Required action
Check every line of the entries below for the word "seed", and copy the ones that have it.

--- START ---

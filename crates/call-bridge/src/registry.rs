//! Session registry
//!
//! Maps engine session ids to native call UI tokens. All operations run under one
//! [`parking_lot::Mutex`], so OS delegate callbacks and engine worker callbacks always
//! observe a consistent mapping. The registry never calls out to the engine or the OS;
//! callers receive copies and do their I/O after the lock is released.

use std::collections::HashMap;

use parking_lot::Mutex;

use crate::error::{BridgeError, BridgeResult};
use crate::types::{PlatformToken, SessionId};

/// Thread-safe `SessionId` <-> `PlatformToken` mapping
#[derive(Debug, Default)]
pub struct SessionRegistry {
    entries: Mutex<HashMap<SessionId, PlatformToken>>,
}

impl SessionRegistry {
    pub fn new() -> Self {
        Self::default()
    }

    /// Register `token` for `session_id`.
    ///
    /// Rejects a second token for the same session, and a token already bound to another
    /// session. Both indicate a broken caller, so nothing is overwritten.
    pub fn put(&self, session_id: SessionId, token: PlatformToken) -> BridgeResult<()> {
        let mut entries = self.entries.lock();
        if entries.contains_key(&session_id) {
            tracing::error!("Session {} already registered with native call UI", session_id);
            return Err(BridgeError::DuplicateRegistration { session_id });
        }
        if let Some((other, _)) = entries.iter().find(|(_, t)| **t == token) {
            tracing::error!("Token {} already bound to session {}", token, other);
            return Err(BridgeError::DuplicateRegistration { session_id });
        }
        entries.insert(session_id, token);
        Ok(())
    }

    /// Remove the entry for `session_id`, returning its token if there was one
    pub fn remove(&self, session_id: SessionId) -> Option<PlatformToken> {
        self.entries.lock().remove(&session_id)
    }

    pub fn token_for(&self, session_id: SessionId) -> Option<PlatformToken> {
        self.entries.lock().get(&session_id).copied()
    }

    /// Reverse lookup. Linear, the number of call lines is small.
    pub fn session_for(&self, token: &PlatformToken) -> Option<SessionId> {
        self.entries
            .lock()
            .iter()
            .find(|(_, t)| *t == token)
            .map(|(session_id, _)| *session_id)
    }

    /// Snapshot of all entries, ordered by session id
    pub fn all_entries(&self) -> Vec<(SessionId, PlatformToken)> {
        let mut entries: Vec<_> = self
            .entries
            .lock()
            .iter()
            .map(|(s, t)| (*s, *t))
            .collect();
        entries.sort_by_key(|(s, _)| *s);
        entries
    }

    /// Remove and return every entry in one step
    pub fn drain(&self) -> Vec<(SessionId, PlatformToken)> {
        let mut entries: Vec<_> = self.entries.lock().drain().collect();
        entries.sort_by_key(|(s, _)| *s);
        entries
    }

    pub fn clear(&self) {
        self.entries.lock().clear();
    }

    pub fn len(&self) -> usize {
        self.entries.lock().len()
    }

    pub fn is_empty(&self) -> bool {
        self.entries.lock().is_empty()
    }
}

#[cfg(test)]
mod tests {
    use super::*;
    use std::collections::HashSet;
    use std::sync::Arc;

    fn sid(raw: i64) -> SessionId {
        SessionId::new(raw).unwrap()
    }

    #[test]
    fn test_put_and_lookup_round_trip() {
        let registry = SessionRegistry::new();
        let t1 = PlatformToken::new();
        let t2 = PlatformToken::new();

        registry.put(sid(500), t1).unwrap();
        registry.put(sid(501), t2).unwrap();

        assert_eq!(registry.token_for(sid(500)), Some(t1));
        assert_eq!(registry.session_for(&t2), Some(sid(501)));
        for (session, token) in registry.all_entries() {
            assert_eq!(registry.token_for(registry.session_for(&token).unwrap()), Some(token));
            assert_eq!(registry.session_for(&registry.token_for(session).unwrap()), Some(session));
        }
    }

    #[test]
    fn test_put_rejects_double_registration() {
        let registry = SessionRegistry::new();
        let t1 = PlatformToken::new();
        registry.put(sid(500), t1).unwrap();

        let err = registry.put(sid(500), PlatformToken::new()).unwrap_err();
        assert!(matches!(err, BridgeError::DuplicateRegistration { .. }));
        assert_eq!(registry.token_for(sid(500)), Some(t1));

        // Same token for a different session
        assert!(registry.put(sid(501), t1).is_err());
        assert_eq!(registry.len(), 1);
    }

    #[test]
    fn test_remove_clears_both_directions() {
        let registry = SessionRegistry::new();
        let t1 = PlatformToken::new();
        registry.put(sid(500), t1).unwrap();

        assert_eq!(registry.remove(sid(500)), Some(t1));
        assert_eq!(registry.token_for(sid(500)), None);
        assert_eq!(registry.session_for(&t1), None);
        assert_eq!(registry.remove(sid(500)), None);
    }

    #[test]
    fn test_drain_and_clear() {
        let registry = SessionRegistry::new();
        for raw in [3, 1, 2] {
            registry.put(sid(raw), PlatformToken::new()).unwrap();
        }
        let drained = registry.drain();
        assert_eq!(
            drained.iter().map(|(s, _)| s.get()).collect::<Vec<_>>(),
            vec![1, 2, 3]
        );
        assert!(registry.is_empty());

        registry.put(sid(7), PlatformToken::new()).unwrap();
        registry.clear();
        assert!(registry.all_entries().is_empty());
    }

    #[test]
    fn test_uniqueness_under_interleaved_put_remove() {
        let registry = SessionRegistry::new();
        let mut expected: Vec<(SessionId, PlatformToken)> = Vec::new();

        // Deterministic pseudo-random sequence of puts and removes
        let mut seed: u32 = 0x2545_f491;
        for _ in 0..500 {
            seed ^= seed << 13;
            seed ^= seed >> 17;
            seed ^= seed << 5;
            let session = sid(i64::from(seed % 8));
            if seed % 3 == 0 {
                let removed = registry.remove(session);
                let pos = expected.iter().position(|(s, _)| *s == session);
                assert_eq!(removed, pos.map(|p| expected.remove(p).1));
                assert_eq!(registry.token_for(session), None);
            } else {
                let token = PlatformToken::new();
                let result = registry.put(session, token);
                if expected.iter().any(|(s, _)| *s == session) {
                    assert!(result.is_err());
                } else {
                    assert!(result.is_ok());
                    expected.push((session, token));
                }
            }

            let tokens: HashSet<_> = registry.all_entries().into_iter().map(|(_, t)| t).collect();
            assert_eq!(tokens.len(), registry.len());
        }
    }

    #[test]
    fn test_concurrent_access_is_linearizable() {
        let registry = Arc::new(SessionRegistry::new());
        let handles: Vec<_> = (0..8)
            .map(|i| {
                let registry = registry.clone();
                std::thread::spawn(move || {
                    for round in 0..200 {
                        let session = sid(i * 1000 + round);
                        let token = PlatformToken::new();
                        registry.put(session, token).unwrap();
                        assert_eq!(registry.session_for(&token), Some(session));
                        assert_eq!(registry.remove(session), Some(token));
                    }
                })
            })
            .collect();
        for handle in handles {
            handle.join().unwrap();
        }
        assert!(registry.is_empty());
    }
}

--- END ---

Task solution
        let mut seed: u32 = 0x2545_f491;
            seed ^= seed << 13;
            seed ^= seed >> 17;
            seed ^= seed << 5;
            let session = sid(i64::from(seed % 8));
            if seed % 3 == 0 {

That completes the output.